To get the slopes then, in Excel, you’d pick a column range of 11 cells, say, W14:W24, and enter “=MMULT(W2:AG12,I3:I13)” (matrix multiplication) in the first cell. Then, with the 11 cells highlighted (you should also be able to see the input cells boxed) do a ctrl+shift+enter. According to the formula, we divide these by h = 11.1 to get the vector of tangent line slopes at the 11 control points, shown at right.

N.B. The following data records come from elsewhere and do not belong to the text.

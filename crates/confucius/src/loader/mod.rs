//! Configuration loader for files, profiles, literals and environment variables.
//!
//! Responsibilities:
//! - Locate and parse the primary file and its profile overlays.
//! - Merge all sources into one untyped tree and decode it into a record.
//! - Run the policy resolver over the decoded record.
//!
//! Does NOT handle:
//! - Describing records (see `field`).
//! - Parsing individual values (see `coerce`).
//!
//! Invariants / Assumptions:
//! - Sources are layered from least to most authoritative: literal, file,
//!   profiles in order, then environment variables.
//! - `load_dotenv()` must be called explicitly to enable `.env` file loading.
//! - The `DOTENV_DISABLED` variable is checked before `dotenvy::dotenv()` is called.

mod builder;
pub mod decode;
mod error;
pub mod merge;
pub mod profile;
pub mod source;

#[cfg(test)]
mod tests;

use serde_json::{Map, Value as JsonValue};

pub use builder::ConfigLoader;
pub use decode::{DecodeContext, DecodeError};
pub use error::ConfigError;
pub use merge::MergeError;
pub use source::Format;

/// Untyped document tree: the top-level mapping of a parsed source.
pub type Tree = Map<String, JsonValue>;
//! Duration literal parsing.
//!
//! Literals are handed to `humantime`, so `1h30m`, `300ms` or `2h 5min` all
//! work. On top of that a component may carry a fraction (`1.5h`, `.5s`), a
//! leading `+` is dropped, `µs` is read as `us`, and a bare `0` needs no unit.
//! Negative durations cannot be represented by `std::time::Duration` and are
//! rejected.

use std::sync::LazyLock;
use std::time::Duration;

use regex_lite::Regex;

use super::CoerceError;

/// One `<whole>.<fraction><unit>` component.
static FRACTIONAL_COMPONENT: LazyLock<Regex> = LazyLock::new(|| {
    Regex::new(r"\s*([0-9]*)\.([0-9]*)([a-zA-Z]+)|\s*([0-9]+)([a-zA-Z]+)")
        .expect("fractional component pattern is valid")
});

/// Fractional digits beyond this are ignored; they are below nanosecond precision.
const MAX_FRACTION_DIGITS: usize = 18;

const NANOS_PER_SEC: u128 = 1_000_000_000;

/// Parse a duration literal.
pub fn parse_duration(raw: &str) -> Result<Duration, CoerceError> {
    let fail = |reason: &str| CoerceError::Duration {
        value: raw.to_string(),
        reason: reason.to_string(),
    };

    let literal = raw.trim();
    let literal = literal.strip_prefix('+').unwrap_or(literal);
    if let Some(unsigned) = literal.strip_prefix('-') {
        if unsigned == "0" {
            return Ok(Duration::ZERO);
        }
        return Err(fail("negative durations are not supported"));
    }
    if literal == "0" {
        return Ok(Duration::ZERO);
    }
    if literal.is_empty() {
        return Err(fail("empty duration"));
    }

    let literal = literal.replace(['µ', 'μ'], "u");
    if !literal.contains('.') {
        return humantime::parse_duration(&literal).map_err(|err| fail(&err.to_string()));
    }
    parse_fractional(&literal).map_err(|reason| fail(&reason))
}

/// Sum the components of a literal where at least one has a fraction.
fn parse_fractional(literal: &str) -> Result<Duration, String> {
    let mut total = Duration::ZERO;
    let mut end = 0;

    for caps in FRACTIONAL_COMPONENT.captures_iter(literal) {
        let Some(component) = caps.get(0) else {
            continue;
        };
        if component.start() != end {
            return Err(format!("unexpected {:?}", &literal[end..component.start()]));
        }
        end = component.end();

        let part = match (caps.get(3), caps.get(5)) {
            (Some(unit), _) => {
                let whole = caps.get(1).map_or("", |m| m.as_str());
                let fraction = caps.get(2).map_or("", |m| m.as_str());
                fractional_part(whole, fraction, unit.as_str())?
            }
            (None, Some(unit)) => {
                let whole = caps.get(4).map_or("", |m| m.as_str());
                unit_multiple(whole, unit.as_str())?
            }
            (None, None) => continue,
        };
        total = total
            .checked_add(part)
            .ok_or_else(|| "quantity overflows".to_string())?;
    }

    if end != literal.len() {
        return Err(format!("unexpected {:?}", &literal[end..]));
    }
    Ok(total)
}

fn unit_multiple(whole: &str, unit: &str) -> Result<Duration, String> {
    humantime::parse_duration(&format!("{whole}{unit}")).map_err(|err| err.to_string())
}

fn fractional_part(whole: &str, fraction: &str, unit: &str) -> Result<Duration, String> {
    if whole.is_empty() && fraction.is_empty() {
        return Err("expected a number".to_string());
    }
    let scale = unit_multiple("1", unit)?.as_nanos();
    let whole = if whole.is_empty() {
        Duration::ZERO
    } else {
        unit_multiple(whole, unit)?
    };

    let digits = &fraction[..fraction.len().min(MAX_FRACTION_DIGITS)];
    if digits.is_empty() {
        return Ok(whole);
    }
    let numerator: u128 = digits
        .parse()
        .map_err(|_| "invalid fraction".to_string())?;
    let nanos = numerator
        .checked_mul(scale)
        .ok_or_else(|| "quantity overflows".to_string())?
        / 10u128.pow(digits.len() as u32);
    let secs = u64::try_from(nanos / NANOS_PER_SEC).map_err(|_| "quantity overflows".to_string())?;
    whole
        .checked_add(Duration::new(secs, (nanos % NANOS_PER_SEC) as u32))
        .ok_or_else(|| "quantity overflows".to_string())
}

#[cfg(test)]
mod tests {
    use super::*;

    #[test]
    fn test_parse_duration_single_units() {
        assert_eq!(parse_duration("5h").unwrap(), Duration::from_secs(5 * 3600));
        assert_eq!(parse_duration("30m").unwrap(), Duration::from_secs(1800));
        assert_eq!(parse_duration("10s").unwrap(), Duration::from_secs(10));
        assert_eq!(parse_duration("300ms").unwrap(), Duration::from_millis(300));
        assert_eq!(parse_duration("7us").unwrap(), Duration::from_micros(7));
        assert_eq!(parse_duration("7µs").unwrap(), Duration::from_micros(7));
        assert_eq!(parse_duration("9ns").unwrap(), Duration::from_nanos(9));
    }

    #[test]
    fn test_parse_duration_compound_and_fractional() {
        assert_eq!(
            parse_duration("1h30m").unwrap(),
            Duration::from_secs(90 * 60)
        );
        assert_eq!(
            parse_duration("1.5h").unwrap(),
            Duration::from_secs(90 * 60)
        );
        assert_eq!(parse_duration(".5s").unwrap(), Duration::from_millis(500));
        assert_eq!(
            parse_duration("1h0.5m").unwrap(),
            Duration::from_secs(3630)
        );
        assert_eq!(
            parse_duration("+2m3s").unwrap(),
            Duration::from_secs(123)
        );
    }

    #[test]
    fn test_parse_duration_accepts_long_unit_names() {
        assert_eq!(
            parse_duration("2h 5min").unwrap(),
            Duration::from_secs(2 * 3600 + 300)
        );
        assert_eq!(parse_duration("1day").unwrap(), Duration::from_secs(86_400));
    }

    #[test]
    fn test_parse_duration_zero_without_unit() {
        assert_eq!(parse_duration("0").unwrap(), Duration::ZERO);
        assert_eq!(parse_duration("-0").unwrap(), Duration::ZERO);
    }

    #[test]
    fn test_parse_duration_rejects_malformed() {
        for raw in ["", "5", "5decades", "h", "-5s", "1.h2", "1..5s", "ms", ".s"] {
            let err = parse_duration(raw).unwrap_err();
            assert!(
                matches!(err, CoerceError::Duration { .. }),
                "{raw:?} should fail, got {err}"
            );
        }
    }

    #[test]
    fn test_parse_duration_overflow_is_an_error() {
        let raw = format!("{}h", u64::MAX);
        assert!(parse_duration(&raw).is_err());
        let raw = format!("{}.5h", u64::MAX);
        assert!(parse_duration(&raw).is_err());
    }
}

In MatLab, you solve the system Ax = b using the Gaussian elimination algorithm invoked by A/b as shown at the far right (and above). A small, bright red flag: they differ a bit!

-139.35
34.48
12.22
22.74
4.28
-23.93
13.67
-22.39
5.66
41.05
-15.94

-139.4764

34.5130

12.2353

22.7621

4.2838

-23.9514

13.6838

-22.4055

5.6680

41.0849

-15.9536

In MatLab, you’d enter

>> A = [1 2 0 0 0 0 0 0 0 0 0 ; 1 4 1 0 0 0 0 0 0 0 0 ; 0 1 4 1 0 0 0 0 0 0 0 ; 0 0 1 4 1 0 0 0 0 0 0 ; 0 0 0 1 4 1 0 0 0 0 0 ; 0 0 0 0 1 4 1 0 0 0 0 ; 0 0 0 0 0 1 4 1 0 0 0 ; 0 0 0 0 0 0 1 4 1 0 0 ; 0 0 0 0 0 0 0 1 4 1 0 ; 0 0 0 0 0 0 0 0 1 4 1 ; 0 0 0 0 0 0 0 0 0 2 1 ]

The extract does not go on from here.